### Work task
Transcribe the entries below exactly.

### Entries supplied
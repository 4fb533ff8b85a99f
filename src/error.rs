use std::fmt;
use std::io;
use std::net::SocketAddr;

/// Failure to bring the server up.
///
/// Every variant is terminal for the startup attempt; nothing is retried.
#[derive(Debug)]
pub enum StartupError {
    /// The free-port scan failed
    PortScan(io::Error),
    /// The listening socket could not be bound
    Bind {
        /// Port the bind was attempted on
        port: u16,
        /// Resolved address that failed, when the host resolved
        addr: Option<SocketAddr>,
        source: io::Error,
    },
    /// The working directory (default package root) is unavailable
    WorkingDirectory(io::Error),
    /// The API proxy could not be constructed
    Proxy(ProxyError),
}

impl StartupError {
    /// Whether this is a bind failure because the address is taken.
    pub fn is_addr_in_use(&self) -> bool {
        matches!(self, StartupError::Bind { source, .. } if source.kind() == io::ErrorKind::AddrInUse)
    }
}

impl fmt::Display for StartupError {
    fn fmt(&self, f: &mut fmt::Formatter<'_>) -> fmt::Result {
        match self {
            StartupError::PortScan(err) => write!(f, "failed to scan for a free port: {err}"),
            StartupError::Bind {
                addr: Some(addr),
                source,
                ..
            } => write!(f, "failed to listen on {addr}: {source}"),
            StartupError::Bind { port, source, .. } => {
                write!(f, "failed to listen on port {port}: {source}")
            }
            StartupError::WorkingDirectory(err) => {
                write!(f, "failed to read the working directory: {err}")
            }
            StartupError::Proxy(err) => write!(f, "failed to set up the API proxy: {err}"),
        }
    }
}

impl std::error::Error for StartupError {
    fn source(&self) -> Option<&(dyn std::error::Error + 'static)> {
        match self {
            StartupError::PortScan(err) | StartupError::WorkingDirectory(err) => Some(err),
            StartupError::Bind { source, .. } => Some(source),
            StartupError::Proxy(err) => Some(err),
        }
    }
}

impl From<ProxyError> for StartupError {
    fn from(err: ProxyError) -> Self {
        StartupError::Proxy(err)
    }
}

/// API proxy construction or forwarding failure.
#[derive(Debug)]
pub enum ProxyError {
    /// The request-matching pattern did not compile
    Pattern(regex::Error),
    /// The forwarding client failed to build or the upstream call failed
    Client(reqwest::Error),
    /// The incoming method cannot be forwarded
    InvalidMethod(String),
}

impl fmt::Display for ProxyError {
    fn fmt(&self, f: &mut fmt::Formatter<'_>) -> fmt::Result {
        match self {
            ProxyError::Pattern(err) => write!(f, "invalid proxy pattern: {err}"),
            ProxyError::Client(err) => write!(f, "upstream request failed: {err}"),
            ProxyError::InvalidMethod(method) => write!(f, "cannot forward method '{method}'"),
        }
    }
}

impl std::error::Error for ProxyError {
    fn source(&self) -> Option<&(dyn std::error::Error + 'static)> {
        match self {
            ProxyError::Pattern(err) => Some(err),
            ProxyError::Client(err) => Some(err),
            ProxyError::InvalidMethod(_) => None,
        }
    }
}

impl From<regex::Error> for ProxyError {
    fn from(err: regex::Error) -> Self {
        ProxyError::Pattern(err)
    }
}

impl From<reqwest::Error> for ProxyError {
    fn from(err: reqwest::Error) -> Self {
        ProxyError::Client(err)
    }
}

### Task answer
repository 4fb533ff8b85a99f
filename src/error.rs
use std::fmt;
use std::io;
use std::net::SocketAddr;

/// Failure to bring the server up.
///
/// Every variant is terminal for the startup attempt; nothing is retried.
#[derive(Debug)]
pub enum StartupError {
    /// The free-port scan failed
    PortScan(io::Error),
    /// The listening socket could not be bound
    Bind {
        /// Port the bind was attempted on
        port: u16,
        /// Resolved address that failed, when the host resolved
        addr: Option<SocketAddr>,
        source: io::Error,
    },
    /// The working directory (default package root) is unavailable
    WorkingDirectory(io::Error),
    /// The API proxy could not be constructed
    Proxy(ProxyError),
}

impl StartupError {
    /// Whether this is a bind failure because the address is taken.
    pub fn is_addr_in_use(&self) -> bool {
        matches!(self, StartupError::Bind { source, .. } if source.kind() == io::ErrorKind::AddrInUse)
    }
}

impl fmt::Display for StartupError {
    fn fmt(&self, f: &mut fmt::Formatter<'_>) -> fmt::Result {
        match self {
            StartupError::PortScan(err) => write!(f, "failed to scan for a free port: {err}"),
            StartupError::Bind {
                addr: Some(addr),
                source,
                ..
            } => write!(f, "failed to listen on {addr}: {source}"),
            StartupError::Bind { port, source, .. } => {
                write!(f, "failed to listen on port {port}: {source}")
            }
            StartupError::WorkingDirectory(err) => {
                write!(f, "failed to read the working directory: {err}")
            }
            StartupError::Proxy(err) => write!(f, "failed to set up the API proxy: {err}"),
        }
    }
}

impl std::error::Error for StartupError {
    fn source(&self) -> Option<&(dyn std::error::Error + 'static)> {
        match self {
            StartupError::PortScan(err) | StartupError::WorkingDirectory(err) => Some(err),
            StartupError::Bind { source, .. } => Some(source),
            StartupError::Proxy(err) => Some(err),
        }
    }
}

impl From<ProxyError> for StartupError {
    fn from(err: ProxyError) -> Self {
        StartupError::Proxy(err)
    }
}

/// API proxy construction or forwarding failure.
#[derive(Debug)]
pub enum ProxyError {
    /// The request-matching pattern did not compile
    Pattern(regex::Error),
    /// The forwarding client failed to build or the upstream call failed
    Client(reqwest::Error),
    /// The incoming method cannot be forwarded
    InvalidMethod(String),
}

impl fmt::Display for ProxyError {
    fn fmt(&self, f: &mut fmt::Formatter<'_>) -> fmt::Result {
        match self {
            ProxyError::Pattern(err) => write!(f, "invalid proxy pattern: {err}"),
            ProxyError::Client(err) => write!(f, "upstream request failed: {err}"),
            ProxyError::InvalidMethod(method) => write!(f, "cannot forward method '{method}'"),
        }
    }
}

impl std::error::Error for ProxyError {
    fn source(&self) -> Option<&(dyn std::error::Error + 'static)> {
        match self {
            ProxyError::Pattern(err) => Some(err),
            ProxyError::Client(err) => Some(err),
            ProxyError::InvalidMethod(_) => None,
        }
    }
}

impl From<regex::Error> for ProxyError {
    fn from(err: regex::Error) -> Self {
        ProxyError::Pattern(err)
    }
}

impl From<reqwest::Error> for ProxyError {
    fn from(err: reqwest::Error) -> Self {
        ProxyError::Client(err)
    }
}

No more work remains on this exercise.